Estos son los puntos de ventaja que tuvieron diversos presidentes en las elecciones que los ungieron:
1928. Hipólito Yrigoyen: 47
1973. Juan D. Perón: 39
1922. Marcelo T. Alvear: 39
2011. Cristina Kirchner: 37
1916. Hipólito Yrigoyen: 33
1951. Juan D. Perón: 31
1973. Héctor J. Cámpora: 28
1995. Carlos Menem. 21
En parte, esto obedece a la cultura caudillista , adicta a la concentración del poder. En 1928, Yrigoyen obtuvo 63 % de los votos; en 1973, Perón llegó a 65. También contribuye (y eso ocurrió en todos los casos mencionados) la falta de una segunda fuerza que aparezca como opción.
Las democracias eficaces son bipartidistas.
No porque la ley permita sólo dos partidos (en todas ellas hay varios) sino porque ningún otro tiene capacidad de llegar al gobierno. Ese sistema binario lo crean partidos con vocación de poder, policlasistas, extendidos por todo el territorio, que hacen esfuerzos por no desmembrarse ni bajar los brazos en momentos de adversidad. La ciudadanía tiene, en esos casos, un partido gobernante sujeto a control y, si ese partido la defrauda, otro con el cual reemplazarlo.
En la Argentina, la democracia pareció encaminarse en ese sentido a fines del siglo 20.
En 1983 el radicalismo le ganó al justicialismo 48 a 39; en 1989, el justicialismo le ganó al radicalismo 47 a 37, y en 1999, el radicalismo (en alianza) volvió a ganarle al justicialismo 48 a 39.
El estallido de la funesta convertibilidad hizo del bipartidismo añicos.
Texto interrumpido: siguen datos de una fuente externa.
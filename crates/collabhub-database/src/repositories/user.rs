//! User lookups.

use sqlx::PgPool;
use uuid::Uuid;

use collabhub_core::error::{AppError, ErrorKind};
use collabhub_core::result::AppResult;
use collabhub_entity::user::User;

const USER_COLUMNS: &str = "id, email, display_name, is_active, created_at";

/// Read-only repository over the `users` table.
#[derive(Debug, Clone)]
pub struct UserRepository {
    pool: PgPool,
}

impl UserRepository {
    /// Create a new user repository.
    pub fn new(pool: PgPool) -> Self {
        Self { pool }
    }

    /// Find a user by primary key.
    pub async fn find_by_id(&self, id: Uuid) -> AppResult<Option<User>> {
        sqlx::query_as::<_, User>(&format!("SELECT {USER_COLUMNS} FROM users WHERE id = $1"))
            .bind(id)
            .fetch_optional(&self.pool)
            .await
            .map_err(|e| AppError::with_source(ErrorKind::Database, "Failed to find user by id", e))
    }

    /// Find a user by email (case-insensitive).
    pub async fn find_by_email(&self, email: &str) -> AppResult<Option<User>> {
        sqlx::query_as::<_, User>(&format!(
            "SELECT {USER_COLUMNS} FROM users WHERE LOWER(email) = LOWER($1)"
        ))
        .bind(email)
        .fetch_optional(&self.pool)
        .await
        .map_err(|e| AppError::with_source(ErrorKind::Database, "Failed to find user by email", e))
    }
}
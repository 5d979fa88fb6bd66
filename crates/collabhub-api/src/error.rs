//! Maps domain `AppError` to HTTP responses.
//!
//! `AppError` lives in `collabhub-core`, so the response mapping hangs off
//! the local `ApiError` wrapper. Handlers and extractors return `ApiError`
//! and `?` converts service errors on the way out.

use axum::Json;
use axum::http::StatusCode;
use axum::response::{IntoResponse, Response};
use serde::{Deserialize, Serialize};

use collabhub_core::error::{AppError, ErrorKind};

/// Standard API error response body.
#[derive(Debug, Clone, Serialize, Deserialize)]
pub struct ApiErrorResponse {
    /// Machine-readable error code.
    pub error: String,
    /// Human-readable message.
    pub message: String,
}

/// An `AppError` on its way to becoming an HTTP response.
#[derive(Debug)]
pub struct ApiError(pub AppError);

impl From<AppError> for ApiError {
    fn from(err: AppError) -> Self {
        Self(err)
    }
}

/// Status code and error code for a kind. Anything not meant for callers
/// is a 500.
pub fn status_for(kind: ErrorKind) -> (StatusCode, &'static str) {
    match kind {
        ErrorKind::Validation => (StatusCode::BAD_REQUEST, "VALIDATION_ERROR"),
        ErrorKind::Unauthorized => (StatusCode::UNAUTHORIZED, "UNAUTHORIZED"),
        ErrorKind::Forbidden => (StatusCode::FORBIDDEN, "FORBIDDEN"),
        ErrorKind::NotFound => (StatusCode::NOT_FOUND, "NOT_FOUND"),
        ErrorKind::Conflict => (StatusCode::CONFLICT, "CONFLICT"),
        _ => (StatusCode::INTERNAL_SERVER_ERROR, "INTERNAL_ERROR"),
    }
}

impl IntoResponse for ApiError {
    fn into_response(self) -> Response {
        let err = self.0;
        let (status, error_code) = status_for(err.kind);

        let message = if status.is_server_error() {
            tracing::error!(
                kind = %err.kind,
                error = %err.message,
                source = ?err.source,
                "Internal server error"
            );
            if err.kind == ErrorKind::Internal {
                err.message
            } else {
                "Internal server error".to_string()
            }
        } else {
            err.message
        };

        let body = ApiErrorResponse {
            error: error_code.to_string(),
            message,
        };

        (status, Json(body)).into_response()
    }
}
La UCR sufrió migraciones y perdió vocación de poder. En 2003 tuvo 2 (dos) por ciento de los votos, en 2007 no presentó candidato a Presidente y en 2011 escaló, pero a sólo once puntos.
Ese es el problema, no la diversidad de partidos opositores.
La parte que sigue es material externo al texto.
//! Server and CORS configuration.

use serde::{Deserialize, Serialize};

/// HTTP server configuration.
#[derive(Debug, Clone, Serialize, Deserialize)]
pub struct ServerConfig {
    /// Bind address.
    #[serde(default = "default_host")]
    pub host: String,
    /// Bind port.
    #[serde(default = "default_port")]
    pub port: u16,
    /// Maximum accepted request body size in bytes.
    #[serde(default = "default_body_limit")]
    pub max_body_bytes: usize,
    /// Graceful shutdown timeout in seconds.
    #[serde(default = "default_shutdown_grace")]
    pub shutdown_grace_seconds: u64,
    /// CORS configuration.
    #[serde(default)]
    pub cors: CorsConfig,
}

impl Default for ServerConfig {
    fn default() -> Self {
        Self {
            host: default_host(),
            port: default_port(),
            max_body_bytes: default_body_limit(),
            shutdown_grace_seconds: default_shutdown_grace(),
            cors: CorsConfig::default(),
        }
    }
}

/// CORS (Cross-Origin Resource Sharing) configuration.
#[derive(Debug, Clone, Serialize, Deserialize)]
pub struct CorsConfig {
    /// Allowed origins (use `["*"]` for development only).
    #[serde(default = "default_allowed_origins")]
    pub allowed_origins: Vec<String>,
    /// Allowed HTTP methods.
    #[serde(default = "default_allowed_methods")]
    pub allowed_methods: Vec<String>,
    /// Max age for preflight cache in seconds.
    #[serde(default = "default_max_age")]
    pub max_age_seconds: u64,
}

impl Default for CorsConfig {
    fn default() -> Self {
        Self {
            allowed_origins: default_allowed_origins(),
            allowed_methods: default_allowed_methods(),
            max_age_seconds: default_max_age(),
        }
    }
}

fn default_host() -> String {
    "0.0.0.0".to_string()
}

fn default_port() -> u16 {
    8080
}

fn default_body_limit() -> usize {
    1024 * 1024
}

fn default_shutdown_grace() -> u64 {
    30
}

fn default_allowed_origins() -> Vec<String> {
    vec!["*".to_string()]
}

fn default_allowed_methods() -> Vec<String> {
    vec![
        "GET".to_string(),
        "POST".to_string(),
        "OPTIONS".to_string(),
    ]
}

fn default_max_age() -> u64 {
    3600
}
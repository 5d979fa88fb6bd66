//! # collabhub-entity
//!
//! Domain entity models for CollabHub. Every struct in this crate
//! represents a database table row or a domain value object. All entities
//! derive `Debug`, `Clone`, `Serialize`, `Deserialize`, and database
//! entities additionally derive `sqlx::FromRow`.

pub mod file;
pub mod folder;
pub mod grant;
pub mod invitation;
pub mod user;
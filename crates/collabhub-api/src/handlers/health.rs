//! Health check handler.

use axum::Json;
use axum::extract::State;

use crate::dto::response::HealthResponse;
use crate::state::AppState;

/// GET /api/health
pub async fn health(State(state): State<AppState>) -> Json<HealthResponse> {
    let status = if state.store.health_check().await {
        "ok"
    } else {
        "degraded"
    };

    Json(HealthResponse {
        status: status.to_string(),
        version: env!("CARGO_PKG_VERSION").to_string(),
    })
}
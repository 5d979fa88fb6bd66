//! Route handlers.

pub mod collaborator;
pub mod health;
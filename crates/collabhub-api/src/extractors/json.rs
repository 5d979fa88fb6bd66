//! JSON body extractor that runs `validator` rules.

use axum::Json;
use axum::extract::{FromRequest, Request};
use serde::de::DeserializeOwned;
use validator::Validate;

use collabhub_core::error::AppError;

use crate::error::ApiError;

/// `Json<T>` whose rejections and validation failures surface as
/// validation errors.
#[derive(Debug, Clone)]
pub struct ValidJson<T>(pub T);

impl<S, T> FromRequest<S> for ValidJson<T>
where
    S: Send + Sync,
    T: DeserializeOwned + Validate,
{
    type Rejection = ApiError;

    async fn from_request(req: Request, state: &S) -> Result<Self, Self::Rejection> {
        let Json(value) = Json::<T>::from_request(req, state)
            .await
            .map_err(|rejection| AppError::validation(rejection.body_text()))?;

        value
            .validate()
            .map_err(|e| AppError::validation(e.to_string()))?;

        Ok(Self(value))
    }
}
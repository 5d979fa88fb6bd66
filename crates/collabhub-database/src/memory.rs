//! In-memory [`CollaboratorStore`] backed by `dashmap`.
//!
//! Mirrors the PostgreSQL semantics (unique grant key, skip-duplicate
//! inserts, owner rows immune to update and delete, binned resources hidden
//! from grant lookups). Used by tests and local development.

use std::collections::HashSet;
use std::sync::Arc;
use std::sync::atomic::{AtomicU64, Ordering};

use async_trait::async_trait;
use chrono::Utc;
use dashmap::DashMap;
use dashmap::mapref::entry::Entry;
use uuid::Uuid;

use collabhub_core::result::AppResult;
use collabhub_entity::file::File;
use collabhub_entity::folder::Folder;
use collabhub_entity::grant::{AccessType, Collaborator, Grant, NewGrant, ResourceKind};
use collabhub_entity::user::User;

use crate::store::{CollaboratorStore, GrantQuery};

type GrantKey = (ResourceKind, Uuid, Uuid);

#[derive(Debug, Default)]
struct Tables {
    users: DashMap<Uuid, User>,
    folders: DashMap<Uuid, Folder>,
    files: DashMap<Uuid, File>,
    grants: DashMap<GrantKey, Grant>,
    writes: AtomicU64,
}

/// Shared, cloneable in-memory store.
#[derive(Debug, Clone, Default)]
pub struct MemoryStore {
    tables: Arc<Tables>,
}

impl MemoryStore {
    /// Create an empty store.
    pub fn new() -> Self {
        Self::default()
    }

    /// Register an active user.
    pub fn add_user(&self, email: &str) -> User {
        let user = User {
            id: Uuid::new_v4(),
            email: email.to_string(),
            display_name: None,
            is_active: true,
            created_at: Utc::now(),
        };
        self.tables.users.insert(user.id, user.clone());
        user
    }

    /// Mark a user inactive.
    pub fn deactivate_user(&self, id: Uuid) {
        if let Some(mut user) = self.tables.users.get_mut(&id) {
            user.is_active = false;
        }
    }

    /// Create a folder together with its owner grant.
    pub fn add_folder(&self, owner_id: Uuid, name: &str) -> Uuid {
        let folder = Folder {
            id: Uuid::new_v4(),
            name: name.to_string(),
            owner_id,
            in_bin: false,
            created_at: Utc::now(),
        };
        let id = folder.id;
        self.tables.folders.insert(id, folder);
        self.put_grant(ResourceKind::Folder, id, owner_id, AccessType::Owner);
        id
    }

    /// Create a file together with its owner grant.
    pub fn add_file(&self, owner_id: Uuid, folder_id: Option<Uuid>, name: &str) -> Uuid {
        let file = File {
            id: Uuid::new_v4(),
            folder_id,
            name: name.to_string(),
            owner_id,
            in_bin: false,
            created_at: Utc::now(),
        };
        let id = file.id;
        self.tables.files.insert(id, file);
        self.put_grant(ResourceKind::File, id, owner_id, AccessType::Owner);
        id
    }

    /// Move a resource to the bin.
    pub fn move_to_bin(&self, kind: ResourceKind, id: Uuid) {
        match kind {
            ResourceKind::Folder => {
                if let Some(mut folder) = self.tables.folders.get_mut(&id) {
                    folder.in_bin = true;
                }
            }
            ResourceKind::File => {
                if let Some(mut file) = self.tables.files.get_mut(&id) {
                    file.in_bin = true;
                }
            }
        }
    }

    /// Seed or overwrite a grant. Not counted as a write.
    pub fn put_grant(
        &self,
        kind: ResourceKind,
        resource_id: Uuid,
        user_id: Uuid,
        access_type: AccessType,
    ) {
        let now = Utc::now();
        self.tables.grants.insert(
            (kind, resource_id, user_id),
            Grant {
                resource_id,
                user_id,
                access_type,
                created_at: now,
                updated_at: now,
            },
        );
    }

    /// Look up a single grant.
    pub fn grant(&self, kind: ResourceKind, resource_id: Uuid, user_id: Uuid) -> Option<Grant> {
        self.tables
            .grants
            .get(&(kind, resource_id, user_id))
            .map(|g| g.clone())
    }

    /// Number of grants of one kind on one resource.
    pub fn grant_count(&self, kind: ResourceKind, resource_id: Uuid) -> usize {
        self.tables
            .grants
            .iter()
            .filter(|e| e.key().0 == kind && e.key().1 == resource_id)
            .count()
    }

    /// Number of write statements issued through the store contract.
    pub fn write_count(&self) -> u64 {
        self.tables.writes.load(Ordering::SeqCst)
    }

    fn record_write(&self) {
        self.tables.writes.fetch_add(1, Ordering::SeqCst);
    }

    fn is_live(&self, kind: ResourceKind, id: Uuid) -> bool {
        match kind {
            ResourceKind::Folder => self.tables.folders.get(&id).is_some_and(|f| !f.in_bin),
            ResourceKind::File => self.tables.files.get(&id).is_some_and(|f| !f.in_bin),
        }
    }
}

#[async_trait]
impl CollaboratorStore for MemoryStore {
    async fn find_user_by_id(&self, id: Uuid) -> AppResult<Option<User>> {
        Ok(self.tables.users.get(&id).map(|u| u.clone()))
    }

    async fn find_user_by_email(&self, email: &str) -> AppResult<Option<User>> {
        Ok(self
            .tables
            .users
            .iter()
            .find(|u| u.email.eq_ignore_ascii_case(email))
            .map(|u| u.clone()))
    }

    async fn find_grants(
        &self,
        kind: ResourceKind,
        query: &GrantQuery<'_>,
    ) -> AppResult<Vec<Grant>> {
        let mut seen = HashSet::new();
        let grants = query
            .resource_ids
            .iter()
            .filter(|id| seen.insert(**id))
            .filter(|id| self.is_live(kind, **id))
            .filter_map(|id| self.grant(kind, *id, query.user_id))
            .filter(|g| query.exclude != Some(g.access_type))
            .collect();
        Ok(grants)
    }

    async fn create_grants(&self, kind: ResourceKind, grants: &[NewGrant]) -> AppResult<u64> {
        if grants.is_empty() {
            return Ok(0);
        }
        self.record_write();
        let now = Utc::now();
        let mut inserted = 0;
        for new in grants {
            if let Entry::Vacant(slot) = self.tables.grants.entry((kind, new.resource_id, new.user_id)) {
                slot.insert(Grant {
                    resource_id: new.resource_id,
                    user_id: new.user_id,
                    access_type: new.access_type,
                    created_at: now,
                    updated_at: now,
                });
                inserted += 1;
            }
        }
        Ok(inserted)
    }

    async fn update_access(
        &self,
        kind: ResourceKind,
        user_id: Uuid,
        resource_ids: &[Uuid],
        access_type: AccessType,
    ) -> AppResult<u64> {
        if resource_ids.is_empty() {
            return Ok(0);
        }
        self.record_write();
        let ids: HashSet<&Uuid> = resource_ids.iter().collect();
        let mut changed = 0;
        for id in ids {
            if let Some(mut grant) = self.tables.grants.get_mut(&(kind, *id, user_id)) {
                if grant.access_type.is_owner() || grant.access_type == access_type {
                    continue;
                }
                grant.access_type = access_type;
                grant.updated_at = Utc::now();
                changed += 1;
            }
        }
        Ok(changed)
    }

    async fn delete_grants(
        &self,
        kind: ResourceKind,
        user_id: Uuid,
        resource_ids: &[Uuid],
    ) -> AppResult<u64> {
        if resource_ids.is_empty() {
            return Ok(0);
        }
        self.record_write();
        let ids: HashSet<&Uuid> = resource_ids.iter().collect();
        let removed = ids
            .into_iter()
            .filter_map(|id| {
                self.tables
                    .grants
                    .remove_if(&(kind, *id, user_id), |_, g| !g.access_type.is_owner())
            })
            .count();
        Ok(removed as u64)
    }

    async fn list_collaborators(
        &self,
        kind: ResourceKind,
        resource_id: Uuid,
    ) -> AppResult<Vec<Collaborator>> {
        let mut rows: Vec<(Grant, String)> = self
            .tables
            .grants
            .iter()
            .filter(|e| e.key().0 == kind && e.key().1 == resource_id)
            .filter_map(|e| {
                let email = self.tables.users.get(&e.user_id)?.email.clone();
                Some((e.value().clone(), email))
            })
            .collect();
        rows.sort_by(|a, b| a.0.created_at.cmp(&b.0.created_at).then_with(|| a.1.cmp(&b.1)));
        Ok(rows
            .into_iter()
            .map(|(g, email)| Collaborator {
                user_id: g.user_id,
                email,
                access_type: g.access_type,
            })
            .collect())
    }

    async fn health_check(&self) -> bool {
        true
    }
}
A las elecciones de 1983 se presentaron 19; y a las de 1999, diez. Pero en ambos casos los dos grandes partidos sumaron más de 80 por ciento.
La democracia necesita recuperar el bipartidismo.
La asociación de partidos frágiles no constituiría una fuerza sólida, perdurable y capaz de gobernar. La UCR debe recrear (u otra fuerza constituir) el segundo gran partido. El radicalismo aún está en mejores condiciones para hacerlo: tiene una organización nacional y es la principal fuerza opositora en el Congreso de la Nación. Sin embargo, eso no basta. Una fuerza que pretenda disputar y ejercer el poder deberá: 1.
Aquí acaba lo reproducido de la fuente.